Please copy out the records that follow, word for word.

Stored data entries

::::::::::

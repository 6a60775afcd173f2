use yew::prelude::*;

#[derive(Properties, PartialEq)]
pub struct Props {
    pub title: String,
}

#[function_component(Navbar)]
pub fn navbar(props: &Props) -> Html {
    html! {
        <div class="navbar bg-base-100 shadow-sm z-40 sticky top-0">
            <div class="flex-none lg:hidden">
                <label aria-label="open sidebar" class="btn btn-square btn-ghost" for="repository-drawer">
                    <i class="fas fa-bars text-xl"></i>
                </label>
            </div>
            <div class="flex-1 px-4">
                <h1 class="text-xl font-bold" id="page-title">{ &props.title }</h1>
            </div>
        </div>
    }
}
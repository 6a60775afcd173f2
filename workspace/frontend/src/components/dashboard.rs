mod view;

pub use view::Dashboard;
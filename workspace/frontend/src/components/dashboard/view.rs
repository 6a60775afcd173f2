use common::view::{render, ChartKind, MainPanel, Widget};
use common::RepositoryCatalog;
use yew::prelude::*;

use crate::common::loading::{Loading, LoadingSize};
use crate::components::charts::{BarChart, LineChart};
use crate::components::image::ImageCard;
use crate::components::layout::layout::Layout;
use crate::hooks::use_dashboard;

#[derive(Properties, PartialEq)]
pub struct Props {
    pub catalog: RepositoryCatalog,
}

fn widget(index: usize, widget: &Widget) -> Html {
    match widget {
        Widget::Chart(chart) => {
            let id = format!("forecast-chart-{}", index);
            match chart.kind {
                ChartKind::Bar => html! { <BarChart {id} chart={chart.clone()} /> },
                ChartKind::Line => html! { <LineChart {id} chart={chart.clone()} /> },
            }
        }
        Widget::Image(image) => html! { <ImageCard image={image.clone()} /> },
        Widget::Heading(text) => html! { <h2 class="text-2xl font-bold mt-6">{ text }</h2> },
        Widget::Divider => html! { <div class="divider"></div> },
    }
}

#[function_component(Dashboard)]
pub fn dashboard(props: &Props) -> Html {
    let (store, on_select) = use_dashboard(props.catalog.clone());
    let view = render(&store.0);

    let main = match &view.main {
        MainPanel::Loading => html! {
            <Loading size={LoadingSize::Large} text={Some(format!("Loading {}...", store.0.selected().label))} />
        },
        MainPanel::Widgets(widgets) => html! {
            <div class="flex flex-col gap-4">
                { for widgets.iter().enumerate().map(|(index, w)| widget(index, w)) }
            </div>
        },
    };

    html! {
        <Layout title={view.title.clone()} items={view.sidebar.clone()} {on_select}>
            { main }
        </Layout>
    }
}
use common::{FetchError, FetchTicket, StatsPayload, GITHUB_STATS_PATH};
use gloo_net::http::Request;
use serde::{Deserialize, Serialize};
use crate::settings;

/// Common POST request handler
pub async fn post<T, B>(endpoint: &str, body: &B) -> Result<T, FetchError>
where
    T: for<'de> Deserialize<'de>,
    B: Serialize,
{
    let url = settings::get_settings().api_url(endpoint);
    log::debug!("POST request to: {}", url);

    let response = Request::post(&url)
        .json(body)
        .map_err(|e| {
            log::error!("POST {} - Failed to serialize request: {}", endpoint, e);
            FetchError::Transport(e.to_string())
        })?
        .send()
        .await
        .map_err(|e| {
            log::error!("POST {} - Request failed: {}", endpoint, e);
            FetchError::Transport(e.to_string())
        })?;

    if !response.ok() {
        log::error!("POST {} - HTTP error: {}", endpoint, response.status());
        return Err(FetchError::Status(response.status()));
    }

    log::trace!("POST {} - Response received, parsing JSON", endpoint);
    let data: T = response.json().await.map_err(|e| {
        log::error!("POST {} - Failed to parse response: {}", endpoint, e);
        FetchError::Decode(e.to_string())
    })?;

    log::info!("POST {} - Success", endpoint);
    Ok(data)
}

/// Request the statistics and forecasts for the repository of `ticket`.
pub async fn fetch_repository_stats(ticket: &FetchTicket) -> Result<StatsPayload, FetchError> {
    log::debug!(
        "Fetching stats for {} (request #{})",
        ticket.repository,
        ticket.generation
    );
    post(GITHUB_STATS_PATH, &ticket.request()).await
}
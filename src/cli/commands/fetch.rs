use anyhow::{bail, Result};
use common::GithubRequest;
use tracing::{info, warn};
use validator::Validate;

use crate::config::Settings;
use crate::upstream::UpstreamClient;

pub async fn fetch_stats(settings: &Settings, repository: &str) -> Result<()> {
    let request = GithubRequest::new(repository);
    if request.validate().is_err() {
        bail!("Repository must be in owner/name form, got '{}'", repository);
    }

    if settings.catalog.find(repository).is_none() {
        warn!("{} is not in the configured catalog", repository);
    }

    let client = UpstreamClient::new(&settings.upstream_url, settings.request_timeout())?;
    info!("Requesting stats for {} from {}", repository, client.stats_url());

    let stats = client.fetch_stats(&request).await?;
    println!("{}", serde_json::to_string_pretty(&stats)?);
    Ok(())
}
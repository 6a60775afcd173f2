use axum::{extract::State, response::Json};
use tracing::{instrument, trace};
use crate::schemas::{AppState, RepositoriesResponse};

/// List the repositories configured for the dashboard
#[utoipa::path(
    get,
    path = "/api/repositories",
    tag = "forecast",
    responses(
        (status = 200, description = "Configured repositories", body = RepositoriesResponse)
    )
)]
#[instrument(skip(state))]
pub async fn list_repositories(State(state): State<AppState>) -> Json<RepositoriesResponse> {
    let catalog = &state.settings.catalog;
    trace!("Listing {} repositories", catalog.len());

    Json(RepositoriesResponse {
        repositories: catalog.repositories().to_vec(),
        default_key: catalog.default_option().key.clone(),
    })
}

::::::::::

• Response for this exercise:
repository 6a60775afcd173f2
use yew::prelude::*;

#[derive(Properties, PartialEq)]
pub struct Props {
    pub title: String,
}

#[function_component(Navbar)]
pub fn navbar(props: &Props) -> Html {
    html! {
        <div class="navbar bg-base-100 shadow-sm z-40 sticky top-0">
            <div class="flex-none lg:hidden">
                <label aria-label="open sidebar" class="btn btn-square btn-ghost" for="repository-drawer">
                    <i class="fas fa-bars text-xl"></i>
                </label>
            </div>
            <div class="flex-1 px-4">
                <h1 class="text-xl font-bold" id="page-title">{ &props.title }</h1>
            </div>
        </div>
    }
}
repository 6a60775afcd173f2
filename workspace/frontend/src/components/dashboard.rs
mod view;

pub use view::Dashboard;
filename workspace/frontend/src/components/dashboard/view.rs
repository 6a60775afcd173f2
use common::view::{render, ChartKind, MainPanel, Widget};
use common::RepositoryCatalog;
use yew::prelude::*;

use crate::common::loading::{Loading, LoadingSize};
use crate::components::charts::{BarChart, LineChart};
use crate::components::image::ImageCard;
use crate::components::layout::layout::Layout;
use crate::hooks::use_dashboard;

#[derive(Properties, PartialEq)]
pub struct Props {
    pub catalog: RepositoryCatalog,
}

fn widget(index: usize, widget: &Widget) -> Html {
    match widget {
        Widget::Chart(chart) => {
            let id = format!("forecast-chart-{}", index);
            match chart.kind {
                ChartKind::Bar => html! { <BarChart {id} chart={chart.clone()} /> },
                ChartKind::Line => html! { <LineChart {id} chart={chart.clone()} /> },
            }
        }
        Widget::Image(image) => html! { <ImageCard image={image.clone()} /> },
        Widget::Heading(text) => html! { <h2 class="text-2xl font-bold mt-6">{ text }</h2> },
        Widget::Divider => html! { <div class="divider"></div> },
    }
}

#[function_component(Dashboard)]
pub fn dashboard(props: &Props) -> Html {
    let (store, on_select) = use_dashboard(props.catalog.clone());
    let view = render(&store.0);

    let main = match &view.main {
        MainPanel::Loading => html! {
            <Loading size={LoadingSize::Large} text={Some(format!("Loading {}...", store.0.selected().label))} />
        },
        MainPanel::Widgets(widgets) => html! {
            <div class="flex flex-col gap-4">
                { for widgets.iter().enumerate().map(|(index, w)| widget(index, w)) }
            </div>
        },
    };

    html! {
        <Layout title={view.title.clone()} items={view.sidebar.clone()} {on_select}>
            { main }
        </Layout>
    }
}
use common::{FetchError, FetchTicket, StatsPayload, GITHUB_STATS_PATH};
use gloo_net::http::Request;
use serde::{Deserialize, Serialize};
use crate::settings;

/// Common POST request handler
pub async fn post<T, B>(endpoint: &str, body: &B) -> Result<T, FetchError>
where
    T: for<'de> Deserialize<'de>,
    B: Serialize,
{
    let url = settings::get_settings().api_url(endpoint);
    log::debug!("POST request to: {}", url);

    let response = Request::post(&url)
        .json(body)
        .map_err(|e| {
            log::error!("POST {} - Failed to serialize request: {}", endpoint, e);
            FetchError::Transport(e.to_string())
        })?
        .send()
        .await
        .map_err(|e| {
            log::error!("POST {} - Request failed: {}", endpoint, e);
            FetchError::Transport(e.to_string())
        })?;

    if !response.ok() {
        log::error!("POST {} - HTTP error: {}", endpoint, response.status());
        return Err(FetchError::Status(response.status()));
    }

    log::trace!("POST {} - Response received, parsing JSON", endpoint);
    let data: T = response.json().await.map_err(|e| {
        log::error!("POST {} - Failed to parse response: {}", endpoint, e);
        FetchError::Decode(e.to_string())
    })?;

    log::info!("POST {} - Success", endpoint);
    Ok(data)
}

/// Request the statistics and forecasts for the repository of `ticket`.
pub async fn fetch_repository_stats(ticket: &FetchTicket) -> Result<StatsPayload, FetchError> {
    log::debug!(
        "Fetching stats for {} (request #{})",
        ticket.repository,
        ticket.generation
    );
    post(GITHUB_STATS_PATH, &ticket.request()).await
}
filename src/cli/commands/fetch.rs
use anyhow::{bail, Result};
use common::GithubRequest;
use tracing::{info, warn};
use validator::Validate;

use crate::config::Settings;
use crate::upstream::UpstreamClient;

pub async fn fetch_stats(settings: &Settings, repository: &str) -> Result<()> {
    let request = GithubRequest::new(repository);
    if request.validate().is_err() {
        bail!("Repository must be in owner/name form, got '{}'", repository);
    }

    if settings.catalog.find(repository).is_none() {
        warn!("{} is not in the configured catalog", repository);
    }

    let client = UpstreamClient::new(&settings.upstream_url, settings.request_timeout())?;
    info!("Requesting stats for {} from {}", repository, client.stats_url());

    let stats = client.fetch_stats(&request).await?;
    println!("{}", serde_json::to_string_pretty(&stats)?);
    Ok(())
}
repository 6a60775afcd173f2
use axum::{extract::State, response::Json};
use tracing::{instrument, trace};
use crate::schemas::{AppState, RepositoriesResponse};

/// List the repositories configured for the dashboard
#[utoipa::path(
    get,
    path = "/api/repositories",
    tag = "forecast",
    responses(
        (status = 200, description = "Configured repositories", body = RepositoriesResponse)
    )
)]
#[instrument(skip(state))]
pub async fn list_repositories(State(state): State<AppState>) -> Json<RepositoriesResponse> {
    let catalog = &state.settings.catalog;
    trace!("Listing {} repositories", catalog.len());

    Json(RepositoriesResponse {
        repositories: catalog.repositories().to_vec(),
        default_key: catalog.default_option().key.clone(),
    })
}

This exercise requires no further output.